The blue-chip Dow Jones Industrial Average was down 300 points during the day, but shot up by 6.7 per cent to close 552 points higher.
The Nasdaq vaulted 6.5 per cent and the broad S&P500 index climbed 6.9 per cent to close at 911.29.
The market swung wildly but rallied late in the day as investors looked for bargains after three days of steep losses.
More bleak economic and corporate news from the US and Europe failed to stop the buying as investors hoped the market had finally bottomed out.
Paul Nolte, analyst at Hinsdale Investments, said brokers thought they had spied bargains.
"We got down 300 points (for the Dow) which was a retest of the lows in early and late October, and as the markets bounced off that you heard traders starting to cheer and then the market just took a life of its own,'' he said.
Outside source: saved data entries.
//! Nearest-neighbor search used by the scale-0 bootstrap.
//!
//! Any k-NN backend (an HNSW index, a KD-forest, a GPU search) plugs in by
//! implementing [`NeighborSearch`]. [`ExactKnn`] is the brute-force
//! reference: O(n²·d), fine for tests and a few thousand points.

use ndarray::ArrayView2;
use tracing::warn;

use crate::error::{Error, Result};
use crate::pool::par_map;

/// k nearest neighbors of every point, stored row-major.
#[derive(Debug, Clone, PartialEq)]
pub struct Neighborhoods {
    k: usize,
    indices: Vec<u32>,
    sq_distances: Vec<f32>,
}

impl Neighborhoods {
    /// Wrap flat row-major results: row `i` occupies `[i*k, (i+1)*k)`.
    pub fn new(k: usize, indices: Vec<u32>, sq_distances: Vec<f32>) -> Result<Self> {
        if indices.len() != sq_distances.len() {
            return Err(Error::DimensionMismatch {
                expected: indices.len(),
                found: sq_distances.len(),
            });
        }
        if k == 0 || indices.len() % k != 0 {
            return Err(Error::precondition(format!(
                "{} neighbor entries do not split into rows of {k}",
                indices.len()
            )));
        }
        Ok(Self {
            k,
            indices,
            sq_distances,
        })
    }

    /// Neighbors per point.
    pub fn k(&self) -> usize {
        self.k
    }

    /// Number of points.
    pub fn len(&self) -> usize {
        self.indices.len() / self.k
    }

    /// True if no points are stored.
    pub fn is_empty(&self) -> bool {
        self.indices.is_empty()
    }

    /// Neighbor indices and squared distances of point `i`.
    pub fn row(&self, i: usize) -> (&[u32], &[f32]) {
        let r = i * self.k..(i + 1) * self.k;
        (&self.indices[r.clone()], &self.sq_distances[r])
    }
}

/// A k-nearest-neighbor backend over row vectors.
pub trait NeighborSearch {
    /// For every row of `data`, its `k` nearest rows by squared Euclidean
    /// distance, ascending. The query itself is expected among them.
    fn search(&self, data: ArrayView2<'_, f32>, k: usize) -> Result<Neighborhoods>;
}

/// Exhaustive search.
#[derive(Debug, Clone, Copy, Default)]
pub struct ExactKnn;

impl ExactKnn {
    fn squared_distance(a: &ndarray::ArrayView1<'_, f32>, b: &ndarray::ArrayView1<'_, f32>) -> f32 {
        a.iter().zip(b.iter()).map(|(x, y)| (x - y).powi(2)).sum()
    }
}

impl NeighborSearch for ExactKnn {
    fn search(&self, data: ArrayView2<'_, f32>, k: usize) -> Result<Neighborhoods> {
        let n = data.nrows();
        if n == 0 {
            return Err(Error::EmptyInput);
        }
        if k == 0 {
            return Err(Error::InvalidParameter {
                name: "k",
                message: "must be at least 1",
            });
        }
        let k_eff = k.min(n);
        if k_eff < k {
            warn!(requested = k, available = n, "fewer points than neighbors requested");
        }

        let rows = par_map(n, |i| {
            let query = data.row(i);
            let mut scored: Vec<(f32, u32)> = (0..n)
                .map(|j| (Self::squared_distance(&query, &data.row(j)), j as u32))
                .collect();
            scored.sort_by(|a, b| a.0.total_cmp(&b.0).then(a.1.cmp(&b.1)));
            scored.truncate(k_eff);
            scored
        });

        let mut indices = Vec::with_capacity(n * k_eff);
        let mut sq_distances = Vec::with_capacity(n * k_eff);
        for row in rows {
            for (d, j) in row {
                indices.push(j);
                sq_distances.push(d);
            }
        }
        Neighborhoods::new(k_eff, indices, sq_distances)
    }
}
"They believed that the bottom is in.''
However Mr Nolte is expects more market falls ahead, like after the big rallies of the past few weeks.
On the economic front, the US trade deficit fell 4.4 per cent to $US56.5 billion ($88.6 billion) in September.
That would usually be a positive, except the new data showed steep falls in imports and exports as consumers snap shut their wallets.
The number of US job-seekers registering for the dole also jumped to to 516,000, well above the 400,000 mark that usually signals recession.